He is relatively unknown as compared to Jackie Robinson, but Moses Fleetwood Walker was the first to break the barrier that prevented black men from playing organized baseball.
Born October 7, 1857, in Mount Pleasant, Ohio, Walker became the first African American to play major league baseball in the nineteenth century.
He took to the fields in the 1880s during a period of upheaval in the United States when African-Americans were seeking equality with whites.
The bare-handed catcher made a name for himself as he played individual games for the White Sewing Machine Company of Cleveland (August 1881), the New Castle (Pennsylvania) Neshannocks (1882), and with the Toledo Blue Stockings of the Northwestern League (1883).
Throughout his career, Walker received backlash and death threats from white players and team owners who did not favour playing on the same field with him and his brother, Weldy.
One of the most famous players during this time period, Cap Anson, in August 1883 said his team would not play Toledo with Walker in the lineup.
They eventually played but this marked the start of Walker’s major challenges, including the erection of a “colour barrier” in the game.
At the beginning of the 1884 season, professional baseball league, the American Association (which would later become the modern-day American League) was established and it added the Toledo Blue Stockings to its list of participating franchises, moving Toledo from the minor to the major league level.
This implied that on the opening day of the 1884 season, the starting catcher of the Toledo Blue Stockings would become the first African-American player to play a professional baseball game.
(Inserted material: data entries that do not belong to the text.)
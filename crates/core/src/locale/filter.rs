//! Conjunctive equality filters over locale items.
//!
//! A filter is a sparse set of optional constraints on `key`, `bundle` and
//! `lang`. Rendering it produces a parameterized SQL fragment that only
//! mentions the present constraints, in that fixed order. An empty filter
//! renders to no WHERE clause at all, which matches every row.

use std::fmt::Write as _;

use super::types::is_blank;

/// Name of the locale items table used by rendered clauses.
pub const LOCALE_ITEMS_TABLE: &str = "localeitems";

/// A filterable locale item column.
#[derive(Debug, Clone, Copy, PartialEq, Eq)]
pub enum FilterField {
    Key,
    Bundle,
    Lang,
}

impl FilterField {
    /// Column name in the `localeitems` table.
    pub fn column(&self) -> &'static str {
        match self {
            FilterField::Key => "key",
            FilterField::Bundle => "bundle",
            FilterField::Lang => "lang",
        }
    }
}

/// Optional equality constraints on key, bundle and lang.
#[derive(Debug, Clone, Default, PartialEq, Eq)]
pub struct LocaleFilter {
    pub key: Option<String>,
    pub bundle: Option<String>,
    pub lang: Option<String>,
}

/// A rendered filter: SQL fragment plus its positional parameters.
#[derive(Debug, Clone, Default, PartialEq, Eq)]
pub struct WhereClause {
    /// Either empty or a fragment starting with `" WHERE "`.
    pub sql: String,
    /// Values bound to `?1`, `?2`, ... in order.
    pub params: Vec<String>,
}

impl LocaleFilter {
    /// A filter that matches every item.
    pub fn all() -> Self {
        Self::default()
    }

    /// Builds a filter from raw request parameters.
    ///
    /// An empty parameter means "any value", not "match empty".
    pub fn from_params(key: &str, bundle: &str, lang: &str) -> Self {
        Self {
            key: non_blank(key),
            bundle: non_blank(bundle),
            lang: non_blank(lang),
        }
    }

    /// Same as [`LocaleFilter::from_params`] for optional parameters.
    pub fn from_optional(key: Option<&str>, bundle: Option<&str>, lang: Option<&str>) -> Self {
        Self::from_params(
            key.unwrap_or_default(),
            bundle.unwrap_or_default(),
            lang.unwrap_or_default(),
        )
    }

    pub fn with_key(mut self, key: impl Into<String>) -> Self {
        self.key = non_blank(&key.into());
        self
    }

    pub fn with_bundle(mut self, bundle: impl Into<String>) -> Self {
        self.bundle = non_blank(&bundle.into());
        self
    }

    pub fn with_lang(mut self, lang: impl Into<String>) -> Self {
        self.lang = non_blank(&lang.into());
        self
    }

    /// Returns true if no constraint is present.
    pub fn is_empty(&self) -> bool {
        self.key.is_none() && self.bundle.is_none() && self.lang.is_none()
    }

    /// Present constraints in key, bundle, lang order.
    pub fn constraints(&self) -> Vec<(FilterField, &str)> {
        [
            (FilterField::Key, self.key.as_deref()),
            (FilterField::Bundle, self.bundle.as_deref()),
            (FilterField::Lang, self.lang.as_deref()),
        ]
        .into_iter()
        .filter_map(|(field, value)| value.map(|v| (field, v)))
        .collect()
    }

    /// Renders the filter as a parameterized WHERE clause.
    ///
    /// # Examples
    ///
    /// ```
    /// use localemgmt_core::locale::LocaleFilter;
    ///
    /// let clause = LocaleFilter::from_params("", "app", "en").to_where_clause();
    /// assert_eq!(
    ///     clause.sql,
    ///     " WHERE localeitems.bundle = ?1 AND localeitems.lang = ?2"
    /// );
    /// assert_eq!(clause.params, vec!["app", "en"]);
    ///
    /// assert!(LocaleFilter::all().to_where_clause().sql.is_empty());
    /// ```
    pub fn to_where_clause(&self) -> WhereClause {
        self.constraints().into_iter().enumerate().fold(
            WhereClause::default(),
            |mut clause, (idx, (field, value))| {
                let joiner = if idx == 0 { " WHERE " } else { " AND " };
                // Writing into a String cannot fail.
                let _ = write!(
                    clause.sql,
                    "{joiner}{LOCALE_ITEMS_TABLE}.{} = ?{}",
                    field.column(),
                    idx + 1
                );
                clause.params.push(value.to_string());
                clause
            },
        )
    }
}

fn non_blank(value: &str) -> Option<String> {
    if is_blank(value) {
        None
    } else {
        Some(value.to_string())
    }
}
On May 1, 1884, Moses Fleetwood Walker took the field against the Louisville Eclipse, and with that, he officially broke the colour barrier of Major League Baseball.
He did not have a good game though as he committed many errors, a situation he attributed to frequent death threats and racial slurs.
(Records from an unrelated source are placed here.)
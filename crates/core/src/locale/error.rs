use thiserror::Error;

/// Reasons a locale item cannot be written.
#[derive(Debug, Error, Clone, Copy, PartialEq, Eq)]
pub enum ItemValidationError {
    #[error("Locale item key cannot be empty")]
    MissingKey,
    #[error("Locale item bundle cannot be empty")]
    MissingBundle,
    #[error("Locale item lang cannot be empty")]
    MissingLang,
}

#[cfg(test)]
mod tests {
    use super::*;

    #[test]
    fn test_item_validation_error_display() {
        assert_eq!(
            ItemValidationError::MissingKey.to_string(),
            "Locale item key cannot be empty"
        );
        assert_eq!(
            ItemValidationError::MissingLang.to_string(),
            "Locale item lang cannot be empty"
        );
    }
}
Between May 1 and September 4, Walker played forty-two games for Toledo. He continued to play in the minors until 1889, but he would never again play on a major league team.
But why is Jackie Robinson often idolized more than the Walker brothers?
Many have attributed this to their lives after baseball. Walker and his brother became highly political and in 1908, after editing their own newspaper The Equator for six years, they published a 47-page pamphlet, Our Home Colony: A Treatise on the Past, Present, and Future of the Negro Race in America, to support the Back-to-Africa movement.
Walker, born to an African American physician father and a white mother, was also the first black player for Oberlin College.
In 1891, he was tried for second-degree murder for stabbing to death a white man who had attacked him with friends.
Walker pleaded self-defence and was acquitted.
On May 11, 1924, Moses Fleetwood Walker died and was buried in Steubenville, Ohio. Seventy-six years later the Oberlin Heisman Club financed the erection of a headstone on his grave.